Specificity: The proportion of voxels outside the true OAR that are correctly excluded by Limbus, reflecting the ability to avoid irrelevant structures. A value of 1 indicates only true negatives (with no false positives included).
Mean Distance to Agreement (Mean DA): The average distance between the surfaces of structures identified in both delineations and those identified by only one delineation. A value of 0 indicates perfect agreement in surface location.
Maximum Distance to Agreement (Max DA): The largest distance between any corresponding surface points in the two delineations.
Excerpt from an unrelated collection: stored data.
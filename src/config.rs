//! Configuration loading, validation, and pre-parsed runtime state.
//!
//! The proxy reads its optional YAML configuration exactly once at startup.
//! Command-line flags are layered over the file values, and the merged
//! result is validated into a [`RuntimeConfig`] that request handlers use
//! without further parsing.

use std::net::{IpAddr, SocketAddr};
use std::path::Path;
use std::time::Duration;

use hyper::Uri;
use serde::{Deserialize, Serialize};

use crate::identity::TrustedProxies;
use crate::{ProxyError, Result};

/// Default bind address. `:PORT` binds every IPv4 interface.
pub const DEFAULT_LISTEN_ADDR: &str = ":8080";

/// Default upstream that all allowed traffic is forwarded to.
pub const DEFAULT_TARGET: &str = "https://dcard.tw";

/// Default number of requests each client may make per window.
pub const DEFAULT_ACCESS_COUNT: u32 = 1000;

/// Default SQLite database file holding the rate-limit records.
pub const DEFAULT_DATABASE: &str = "limiter.db";

/// Default idle timeout for pooled upstream connections.
pub const DEFAULT_POOL_IDLE_TIMEOUT: Duration = Duration::from_secs(60);

/// Default cap on idle upstream connections per host.
pub const DEFAULT_POOL_MAX_IDLE_PER_HOST: usize = 32;

/// On-disk YAML schema.
///
/// Every field is optional; unset fields fall back to the defaults above
/// when the config is turned into a [`RuntimeConfig`].
#[derive(Debug, Default, Clone, Serialize, Deserialize, PartialEq)]
pub struct Config {
    /// Address the proxy listens on (default `":8080"`).
    #[serde(default)]
    pub listen: Option<String>,
    /// Upstream base URL (default `"https://dcard.tw"`).
    #[serde(default)]
    pub target: Option<String>,
    /// Requests allowed per client per hour (default: 1000).
    #[serde(default)]
    pub access_count: Option<u32>,
    /// SQLite database path, or `":memory:"` (default `"limiter.db"`).
    #[serde(default)]
    pub database: Option<String>,
    /// Peer addresses allowed to supply `X-Forwarded-For`. When absent,
    /// every peer is trusted.
    #[serde(default)]
    pub trusted_proxies: Option<Vec<String>>,
    /// Seconds between sweeps of expired records. When absent, records are
    /// kept forever.
    #[serde(default)]
    pub purge_interval_secs: Option<u64>,
    /// Idle timeout in milliseconds for pooled upstream connections
    /// (default: 60000).
    #[serde(default)]
    pub pool_idle_timeout_ms: Option<u64>,
    /// Cap on idle upstream connections per host (default: 32).
    #[serde(default)]
    pub pool_max_idle_per_host: Option<usize>,
}

/// Fully validated, ready-to-use configuration.
///
/// Built once in `main` and handed to every connection behind an `Arc`.
#[derive(Debug, Clone)]
pub struct RuntimeConfig {
    /// Bound address, with the `:PORT` shorthand already expanded.
    pub listen: SocketAddr,
    /// Upstream base URL exactly as configured; request targets are appended
    /// to it verbatim.
    pub target: String,
    /// Parsed form of `target`, used for the authority and scheme.
    pub target_uri: Uri,
    /// Requests allowed per client per window. Zero denies every new client.
    pub access_count: u32,
    /// SQLite database path.
    pub database: String,
    /// Which peers may supply `X-Forwarded-For`.
    pub trusted_proxies: TrustedProxies,
    /// Interval between expired-record sweeps. `None` disables sweeping.
    pub purge_interval: Option<Duration>,
    /// How long an unused upstream connection stays pooled.
    pub pool_idle_timeout: Duration,
    /// Cap on idle upstream connections per host.
    pub pool_max_idle_per_host: usize,
}

/// Parses a listen address, accepting the `:PORT` shorthand for all IPv4
/// interfaces.
fn parse_listen(listen: &str) -> Result<SocketAddr> {
    let expanded = match listen.strip_prefix(':') {
        Some(port) => format!("0.0.0.0:{port}"),
        None => listen.to_owned(),
    };

    expanded
        .parse::<SocketAddr>()
        .map_err(|e| ProxyError::Config(format!("invalid listen address \"{listen}\": {e}")))
}

/// Validates the upstream base URL, returning its parsed form.
fn validate_target(target: &str) -> Result<Uri> {
    if target.is_empty() {
        return Err(ProxyError::InvalidUpstream(
            "target URL must not be empty".into(),
        ));
    }

    let uri = target
        .parse::<Uri>()
        .map_err(|e| ProxyError::InvalidUpstream(format!("{target}: {e}")))?;

    match uri.scheme_str() {
        Some(scheme) if scheme.eq_ignore_ascii_case("http") => {}
        Some(scheme) if scheme.eq_ignore_ascii_case("https") => {}
        _ => {
            return Err(ProxyError::InvalidUpstream(format!(
                "target URL must use http or https: {target}"
            )));
        }
    }

    uri.authority().ok_or_else(|| {
        ProxyError::InvalidUpstream(format!("target URL has no authority: {target}"))
    })?;

    Ok(uri)
}

fn parse_trusted_proxies(proxies: Option<Vec<String>>) -> Result<TrustedProxies> {
    let Some(proxies) = proxies else {
        return Ok(TrustedProxies::Any);
    };

    proxies
        .iter()
        .map(|addr| {
            addr.trim().parse::<IpAddr>().map_err(|e| {
                ProxyError::Config(format!("invalid trusted proxy address \"{addr}\": {e}"))
            })
        })
        .collect::<Result<Vec<_>>>()
        .map(TrustedProxies::Only)
}

impl Config {
    /// Reads and deserializes the YAML file at `file_path`. Any I/O or
    /// parse failure is a [`ProxyError::Config`].
    pub fn load_from_file(file_path: &(impl AsRef<Path> + ?Sized)) -> Result<Self> {
        let file = std::fs::File::open(file_path).map_err(|e| {
            ProxyError::Config(format!(
                "failed to open {}: {e}",
                file_path.as_ref().display()
            ))
        })?;

        serde_yaml::from_reader(file)
            .map_err(|e| ProxyError::Config(format!("invalid YAML: {e}")))
    }

    /// Validates all fields, producing a [`RuntimeConfig`] suitable for the
    /// request hot path.
    pub fn into_runtime(self) -> Result<RuntimeConfig> {
        let listen = parse_listen(self.listen.as_deref().unwrap_or(DEFAULT_LISTEN_ADDR))?;

        let target = self.target.unwrap_or_else(|| DEFAULT_TARGET.to_owned());
        let target_uri = validate_target(&target)?;

        let access_count = self.access_count.unwrap_or(DEFAULT_ACCESS_COUNT);

        let database = self
            .database
            .unwrap_or_else(|| DEFAULT_DATABASE.to_owned());
        if database.is_empty() {
            return Err(ProxyError::Config("database path must not be empty".into()));
        }

        let trusted_proxies = parse_trusted_proxies(self.trusted_proxies)?;

        let purge_interval = match self.purge_interval_secs {
            Some(0) => {
                return Err(ProxyError::Config(
                    "purge interval must be positive".into(),
                ));
            }
            other => other.map(Duration::from_secs),
        };

        let pool_idle_timeout = self
            .pool_idle_timeout_ms
            .map_or(DEFAULT_POOL_IDLE_TIMEOUT, Duration::from_millis);

        let pool_max_idle_per_host = self
            .pool_max_idle_per_host
            .unwrap_or(DEFAULT_POOL_MAX_IDLE_PER_HOST);

        Ok(RuntimeConfig {
            listen,
            target,
            target_uri,
            access_count,
            database,
            trusted_proxies,
            purge_interval,
            pool_idle_timeout,
            pool_max_idle_per_host,
        })
    }
}

impl RuntimeConfig {
    /// Returns `true` if the upstream uses the HTTPS scheme.
    pub fn has_https_target(&self) -> bool {
        self.target_uri
            .scheme_str()
            .is_some_and(|s| s.eq_ignore_ascii_case("https"))
    }
}
//! Client identity resolution.
//!
//! Every request is bucketed under a single string key. The first entry of
//! `X-Forwarded-For` wins when present; otherwise the transport peer's IP is
//! used. Forwarded values are taken as-is without address validation, so
//! the header is spoofable by any peer allowed to send it. The
//! [`TrustedProxies`] policy narrows which peers that is.

use std::net::{IpAddr, SocketAddr};

use hyper::header::HeaderMap;

use crate::headers::X_FORWARDED_FOR;

/// Which immediate peers may supply `X-Forwarded-For`.
#[derive(Debug, Clone, Default, PartialEq)]
pub enum TrustedProxies {
    /// Honor the header from every peer.
    #[default]
    Any,
    /// Honor the header only from the listed peer addresses.
    Only(Vec<IpAddr>),
}

impl TrustedProxies {
    /// Returns `true` if `peer` may supply a forwarded client address.
    pub fn trusts(&self, peer: &IpAddr) -> bool {
        match self {
            Self::Any => true,
            Self::Only(allowed) => allowed.contains(peer),
        }
    }
}

/// Derives the rate-limit key for a request.
pub fn client_key(headers: &HeaderMap, peer: SocketAddr, trusted: &TrustedProxies) -> String {
    trusted
        .trusts(&peer.ip())
        .then(|| forwarded_client(headers))
        .flatten()
        .unwrap_or_else(|| peer.ip().to_string())
}

/// Separator between `X-Forwarded-For` entries. Entries joined any other
/// way stay a single entry.
const ENTRY_SEPARATOR: &str = ", ";

/// Returns the first entry of the first `X-Forwarded-For` value, verbatim,
/// unless it is empty.
fn forwarded_client(headers: &HeaderMap) -> Option<String> {
    headers
        .get(X_FORWARDED_FOR)
        .and_then(|value| value.to_str().ok())
        .and_then(|chain| chain.split(ENTRY_SEPARATOR).next())
        .filter(|first| !first.is_empty())
        .map(str::to_owned)
}

#[cfg(test)]
mod tests {
    use super::*;
    use hyper::header::HeaderValue;

    fn peer() -> SocketAddr {
        "10.1.2.3:40000".parse().unwrap()
    }

    fn with_xff(value: &str) -> HeaderMap {
        let mut headers = HeaderMap::new();
        headers.insert(X_FORWARDED_FOR, HeaderValue::from_str(value).unwrap());
        headers
    }

    #[test]
    fn falls_back_to_peer_ip_without_header() {
        let key = client_key(&HeaderMap::new(), peer(), &TrustedProxies::Any);
        assert_eq!(key, "10.1.2.3");
    }

    #[test]
    fn uses_first_forwarded_entry() {
        let key = client_key(&with_xff("1.2.3.4, 5.6.7.8"), peer(), &TrustedProxies::Any);
        assert_eq!(key, "1.2.3.4");
    }

    #[test]
    fn comma_without_space_does_not_split_entries() {
        let key = client_key(&with_xff("1.2.3.4,5.6.7.8"), peer(), &TrustedProxies::Any);
        assert_eq!(key, "1.2.3.4,5.6.7.8");
    }

    #[test]
    fn first_entry_is_not_trimmed() {
        let key = client_key(&with_xff(" 1.2.3.4, 5.6.7.8"), peer(), &TrustedProxies::Any);
        assert_eq!(key, " 1.2.3.4");
    }

    #[test]
    fn empty_first_entry_falls_back_to_peer() {
        let key = client_key(&with_xff(", 5.6.7.8"), peer(), &TrustedProxies::Any);
        assert_eq!(key, "10.1.2.3");

        let key = client_key(&with_xff(""), peer(), &TrustedProxies::Any);
        assert_eq!(key, "10.1.2.3");
    }

    #[test]
    fn malformed_entries_are_taken_verbatim() {
        let key = client_key(&with_xff("not-an-ip, 1.1.1.1"), peer(), &TrustedProxies::Any);
        assert_eq!(key, "not-an-ip");
    }

    #[test]
    fn ipv6_peer_is_rendered_without_brackets_or_port() {
        let peer: SocketAddr = "[2001:db8::1]:8080".parse().unwrap();
        let key = client_key(&HeaderMap::new(), peer, &TrustedProxies::Any);
        assert_eq!(key, "2001:db8::1");
    }

    #[test]
    fn untrusted_peer_cannot_supply_forwarded_address() {
        let trusted = TrustedProxies::Only(vec!["127.0.0.1".parse().unwrap()]);
        let key = client_key(&with_xff("1.2.3.4"), peer(), &trusted);
        assert_eq!(key, "10.1.2.3");
    }

    #[test]
    fn trusted_peer_supplies_forwarded_address() {
        let trusted = TrustedProxies::Only(vec!["10.1.2.3".parse().unwrap()]);
        let key = client_key(&with_xff("1.2.3.4"), peer(), &trusted);
        assert_eq!(key, "1.2.3.4");
    }
}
A value of 0 indicates perfect spatial overlap.

The following sections will provide detailed explanations of each metric (precision, sensitivity, specificity, Mean DA, and Max DA) in the context of organ delineation and their clinical significance.

3. Results

Fifty-two patients were included in this retrospective analysis. Table 1 summarizes the dosimetric evaluation of organ delineation using all metrics listed previously.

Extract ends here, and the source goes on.